Thank you for your attention.

MARC directory The MARC directory follows the leader. The directory contains fixed-length information about the variable-length fields. Each directory entry has 12 bytes numbered 0 to 11. For each variable field appearing in the record, there is a directory entry. The MARC directory contains no information.

appendix This is an appendix to the slides. It contains a description of the MARC directory It contains a partial rationale for the fixed boring bytes.

MARC directory bytes 0–2 Bytes 00–02 give the field name. The field names used in MARC are numbers. So you will find three ASCII numeric characters at that place.

the MARC directory bytes 03–06 They give the field length. This is 4 (four) ASCII numeric characters. The fact that there are four of them is determined by character 20 in the MARC leader. The number is right justified and filled by 0s if required. The field length of the variable field, including the field names, the field indicators, subfield codes, data, and the field terminator character.

the MARC directory bytes 07–11 Bytes 07–11 give the starting character position. This five ASCII numeric characters that specify the starting character position of the variable field relative to the base address. The fact that there are five of them is determined by character 21 in the MARC leader. The number is right justified and filled by 0s if required.

leader position 10 This is the indicator count. It says how many bytes are used by indicators to a field. The indicator count is always 2.

leader position 11 This indicates the number of character positions used for each subfield code in a variable data field.
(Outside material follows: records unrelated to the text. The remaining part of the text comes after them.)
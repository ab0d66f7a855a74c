// SPDX-FileCopyrightText: 2026 Palaver Contributors
// SPDX-License-Identifier: MIT OR Apache-2.0

//! In-memory table of transient per-session state.
//!
//! The registry owns every session's live handle, event pump, counters,
//! and timers. Components never keep their own copies; they read and
//! mutate a [`SessionSlot`] under its lock, and never hold that lock
//! across an await point.

use std::sync::{Arc, Mutex, MutexGuard, PoisonError};
use std::time::Duration;

use dashmap::DashMap;
use palaver_core::{ProtocolHandle, SessionStatus, SharedCredentials};
use tokio::task::JoinHandle;

use crate::machine::{Counters, MachineState};

/// Transient state of one session.
#[derive(Default)]
pub struct SlotState {
    pub status: SessionStatus,
    /// Identifies the current handle; bumped whenever a handle is installed or retired.
    pub generation: u64,
    pub handle: Option<Arc<dyn ProtocolHandle>>,
    pub pump: Option<JoinHandle<()>>,
    pub creds: Option<SharedCredentials>,
    pub counters: Counters,
    pub reconnect_timer: Option<JoinHandle<()>>,
    pub intentional_disconnect: bool,
    /// Single-flight reconnect lock.
    pub reconnecting: bool,
    /// Delay of a reconnect requested while the lock was held.
    pub pending_reconnect: Option<Duration>,
    /// Ticket of the open in flight. At most one handle is built at a time.
    pub opening: Option<u64>,
    next_ticket: u64,
}

impl SlotState {
    fn new(status: SessionStatus) -> Self {
        Self {
            status,
            ..Self::default()
        }
    }

    pub fn machine_state(&self) -> MachineState {
        MachineState {
            status: self.status,
            counters: self.counters,
            intentional_disconnect: self.intentional_disconnect,
        }
    }

    /// Detach the current handle and return it for ending.
    ///
    /// With `abort_pump` the event pump task is cancelled; otherwise it is
    /// only detached, which is what a pump retiring its own handle needs.
    pub fn detach_handle(&mut self, abort_pump: bool) -> Option<Arc<dyn ProtocolHandle>> {
        self.generation += 1;
        if let Some(pump) = self.pump.take() {
            if abort_pump {
                pump.abort();
            }
        }
        self.creds = None;
        self.handle.take()
    }

    /// Cancel an armed reconnect timer and release the reconnect lock.
    ///
    /// While a timer exists any open in flight is that timer's own, so its
    /// reservation goes with it.
    pub fn cancel_reconnect(&mut self) {
        if let Some(timer) = self.reconnect_timer.take() {
            timer.abort();
            self.opening = None;
        }
        self.reconnecting = false;
        self.pending_reconnect = None;
    }

    /// Claim the right to build the next handle. `None` while another
    /// open is in flight.
    pub fn reserve_open(&mut self) -> Option<u64> {
        if self.opening.is_some() {
            return None;
        }
        self.next_ticket += 1;
        self.opening = Some(self.next_ticket);
        self.opening
    }

    pub fn holds_open(&self, ticket: u64) -> bool {
        self.opening == Some(ticket)
    }

    fn release_open(&mut self, ticket: u64) {
        if self.opening == Some(ticket) {
            self.opening = None;
        }
    }
}

/// A claimed open. Dropping it releases the claim, including when the task
/// building the handle is aborted mid-connect.
pub struct OpenReservation {
    slot: Arc<SessionSlot>,
    ticket: u64,
}

impl OpenReservation {
    pub fn new(slot: Arc<SessionSlot>, ticket: u64) -> Self {
        Self { slot, ticket }
    }

    pub fn ticket(&self) -> u64 {
        self.ticket
    }
}

impl Drop for OpenReservation {
    fn drop(&mut self) {
        self.slot.lock().release_open(self.ticket);
    }
}

/// One registry entry.
pub struct SessionSlot {
    state: Mutex<SlotState>,
}

impl SessionSlot {
    pub fn lock(&self) -> MutexGuard<'_, SlotState> {
        // A panic while holding the lock leaves plain data behind; keep going.
        self.state.lock().unwrap_or_else(PoisonError::into_inner)
    }
}

/// Read-only view of a slot for callers outside the session crate.
#[derive(Debug, Clone, Copy, PartialEq, Eq)]
pub struct SlotSnapshot {
    pub status: SessionStatus,
    pub generation: u64,
    pub counters: Counters,
    pub has_handle: bool,
    pub reconnecting: bool,
    pub opening: bool,
}

#[derive(Default)]
pub struct SessionRegistry {
    slots: DashMap<String, Arc<SessionSlot>>,
}

impl SessionRegistry {
    pub fn new() -> Self {
        Self::default()
    }

    /// The slot for `session_id`, created with `status` if absent.
    pub fn slot(&self, session_id: &str, status: SessionStatus) -> Arc<SessionSlot> {
        self.slots
            .entry(session_id.to_string())
            .or_insert_with(|| {
                Arc::new(SessionSlot {
                    state: Mutex::new(SlotState::new(status)),
                })
            })
            .clone()
    }

    pub fn get(&self, session_id: &str) -> Option<Arc<SessionSlot>> {
        self.slots.get(session_id).map(|entry| entry.clone())
    }

    pub fn remove(&self, session_id: &str) -> Option<Arc<SessionSlot>> {
        self.slots.remove(session_id).map(|(_, slot)| slot)
    }

    pub fn session_ids(&self) -> Vec<String> {
        self.slots.iter().map(|entry| entry.key().clone()).collect()
    }

    pub fn snapshot(&self, session_id: &str) -> Option<SlotSnapshot> {
        let slot = self.get(session_id)?;
        let state = slot.lock();
        Some(SlotSnapshot {
            status: state.status,
            generation: state.generation,
            counters: state.counters,
            has_handle: state.handle.is_some(),
            reconnecting: state.reconnecting,
            opening: state.opening.is_some(),
        })
    }

    pub fn len(&self) -> usize {
        self.slots.len()
    }

    pub fn is_empty(&self) -> bool {
        self.slots.is_empty()
    }
}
This always ‘2’. There are two characters in each subfield. First there is the delimiter ‘$’ and then there is a lowercase or number code for the field.

leader position 20 This is the length of the length-of-field portion. Meaning how long is the length of a field. It is always “4”.

leader position 21 Length of the starting-character-position portion. At this position, we always find the value “5”. This says that in each entry in the MARC directory (to be covered later) the starting character position part is 5 numbers long.

leader position 22 This gives the length of the implementation dependent part of the record. This is always 0. This means that the record is done according to the specification and there is no additional part that is custom made for use on the information system you are working with. If it were there, it would have to be short!

leader position 23 This is the last position. The meaning of the data at this position is undefined. I suppose it could be defined later when we find a need for it. This position is always occupied by a 0.